By Richard Sharpe Self Published B/X Level 1
This is an entry in my Wavestone Keep adventure design contest. Which I held to combat the crushing ennui I feel when reviewing too many bad adventures in a row. The challenge was to write and short adventure, eight pages, inspired by the concept and marketing tagline of the Wavestone Keep adventure. Now, to combat my crushing boredom, and the perfectionism which prevents me from working on larger projects, I’m going to review the entries!
This eighteen page DIGEST adventure contains about nine or so rooms/encounters in it. A delightful romp in a simple lighthouse, its got some decent imagery and nice interactivity. A B/X adventure, in the most laudable sense of the phrase. It could also use a bit of a rewrite with the way it formats its entries to put important things first.
This is a retheme from another adventure, a bandit tower. But, instead of bandits we’re rethemed to pirates and a lighthouse … and it works well! A dude in town says he’s looking for wyvern eggs and there’s a tower nearby. You get there, avoid getting eaten outside, negotiate a troll cave, cross a rope bridge, make it up the tower to the nest at the top. What’s notable, here, is this being a Level 1 adventure with a Wyvern, a Troll, a and a Vampire … with only the Wyvern being an outright obstacle.

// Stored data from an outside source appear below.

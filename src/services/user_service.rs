//! 用户管理服务

use std::sync::Arc;
use uuid::Uuid;
use validator::Validate;

use crate::{
    auth::PasswordHasher,
    config::SecurityConfig,
    error::{AppError, Entity, Result},
    models::{
        access::Subject,
        page::{Page, PageRequest},
        user::*,
    },
    repository::{AccessRepository, GroupRepository, Store, Transaction, UserRepository},
};

pub struct UserService<S: Store> {
    store: Arc<S>,
    hasher: PasswordHasher,
    policy: SecurityConfig,
}

impl<S: Store> UserService<S> {
    pub fn new(store: Arc<S>, hasher: PasswordHasher, policy: SecurityConfig) -> Self {
        Self {
            store,
            hasher,
            policy,
        }
    }

    /// 分页列出用户
    pub async fn list_users(&self, page: &PageRequest) -> Result<Page<User>> {
        let mut tx = self.store.begin().await?;
        let (users, total) = tx.list_users(page).await?;
        Ok(Page::new(users, total, page))
    }

    /// 获取用户及其直接所属的组
    pub async fn get_user(&self, user_id: Uuid) -> Result<UserWithGroups> {
        let mut tx = self.store.begin().await?;
        let user = tx
            .find_user(user_id)
            .await?
            .ok_or_else(|| AppError::not_found(Entity::User, user_id))?;
        let groups = tx.user_groups(user_id).await?;

        Ok(UserWithGroups { user, groups })
    }

    /// 创建用户
    pub async fn create_user(&self, req: CreateUserRequest) -> Result<User> {
        req.validate()?;
        PasswordHasher::validate_password_policy(&req.password, &self.policy)?;

        // 哈希在开启事务之前完成
        let password_hash = self.hasher.hash(&req.password)?;

        let mut tx = self.store.begin().await?;

        if tx.find_user_by_login(&req.login).await?.is_some() {
            return Err(AppError::conflict("Login already exists"));
        }
        if tx.find_user_by_email(&req.email).await?.is_some() {
            return Err(AppError::conflict("Email already exists"));
        }

        let user = tx
            .insert_user(&NewUser::from_request(req, password_hash))
            .await?;
        tx.commit().await?;

        tracing::info!(user_id = %user.id, login = %user.login, "User created");
        Ok(user)
    }

    /// 更新用户
    pub async fn update_user(&self, user_id: Uuid, req: UpdateUserRequest) -> Result<User> {
        req.validate()?;

        let mut tx = self.store.begin().await?;
        let user = tx
            .update_user(user_id, &req)
            .await?
            .ok_or_else(|| AppError::not_found(Entity::User, user_id))?;
        tx.commit().await?;

        tracing::info!(user_id = %user_id, "User updated");
        Ok(user)
    }

    /// 级联删除用户：成员关系、以该用户为主体的权限及其资源关联
    pub async fn delete_user(&self, user_id: Uuid) -> Result<()> {
        let mut tx = self.store.begin().await?;

        if tx.find_user(user_id).await?.is_none() {
            return Err(AppError::not_found(Entity::User, user_id));
        }

        let memberships = tx.delete_memberships_of_user(user_id).await?;
        let access_ids = tx.access_ids_for_subject(Subject::User(user_id)).await?;
        for access_id in &access_ids {
            tx.unlink_access(*access_id).await?;
            tx.delete_access(*access_id).await?;
        }
        tx.delete_user(user_id).await?;
        tx.commit().await?;

        tracing::info!(
            user_id = %user_id,
            memberships,
            accesses = access_ids.len(),
            "User deleted"
        );
        Ok(())
    }
}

And that leads to a wonderful tone, the kind most of us enjoy, where you’re not just hacking shit down but, rather, scheming and talking to the people inside.
The people inside who wear obvious keys around their necks for that big fat treasure chest sitting in the room. And have big fat ruby rings and earrings on, obviously worth a lot of money. Everyone should know by now that my favorite game as a DM is “how close can I get to luring the party in to attacking the actual Keep in B2?” … and other related issues. I love a friendly NPC with “next level loot here!” signs hanging around their necks! Especially when they are overpowered like the ones here are.
The interactivity here is pretty good. We’ve got the obvious NPC’s to talk to, and the overall “grab the loot/push your luck but the wyvern is probably not a fight” thing going on. Nice traps, a rope bridge, and a decent secrets layout is all pretty good.
Writing can be quite evocative in this. The troll’s goblin buddy is “Her erratic personality will rapidly shift back and forth from screaming rage at the troll for suggesting they eat their nice visitors to simpering, handsy doting on any adventurer who doesn’t violently recoil from her reach, and she is persistent. She only sometimes licks her toothy chops when looking at tasty exposed people flesh.” and “Chains the size of a person’s arm encircle the riveted, black iron coffin and run through its four handles. There is a sliding shutter door at the corpse’s eye level.” Not bad at all! NPC’s are well described and memorable without being over the top. Folk in the local tavern have rumors and are for hire. Rooms have decent, and short, descriptions to relate to players. A one-eyed troll with an acid-melted face is a win
Other things are great also. There’s a small amount of cat & mouse with the wyvern, in a throw-away statement, as the party approach the tower. Good non-linear entry in to the tower. NPC’s in town are good, as are the rumors. The various magic items are solid, including a hood that “A thin layer of elven cadaver skin is stitched inside like a lining. It’s peeling and flaking off the back of the mask. One time only, the wearer can transform into any person’s form whose facial skin is stitched into it.” Sweet! That’s what I want! To wear someone else’s face, literally and figuratively!
Also, though, there’s the formatting …
There are a couple of things going on here that kind of rub me the wrong way. First are the room summaries. I feel like these happen BEFORE The encounter, before the read-aloud. And they get a little long. They are NOT done consistently, which is not what I’m bithcing about, but, also, they seem to be long and just appear. I’m on board with a general overview of how things are supposed to work inthe tower, etc, but, also, you can do it shorter and/or not include it at all in a short adventure and the let the adventure encounter keys speak for themselves.
Then, also, some of the descriptions are a little cumbersome in how they are laid out. Like, that coffin description, with the chains. I think the subject, the coffin, probably needs to come first and then the chains. Unless the chains are just SO FUCKING HUGE as to the most obvious part of the room, then the coffin is. By getting all fancy with the description writing you’ve put the coffin in the secondary place in the description. First things first in descriptions.
And, look, I get it that digest is a format near and dear to many of our hearts. I don’t thin it works well for a lot of text. More reference? Sure. More text/paragraph based? I don’t think so.
But, I’m just fucking quibbling. What this is is a great example of a B/X type adventure that is short. It feels like a good adventure, and like a good BX adventure.
(Richard, I declare you Not The Winner THusfar, thus making it irrelevant for me to judge if the page count, in digest form, qualifies.)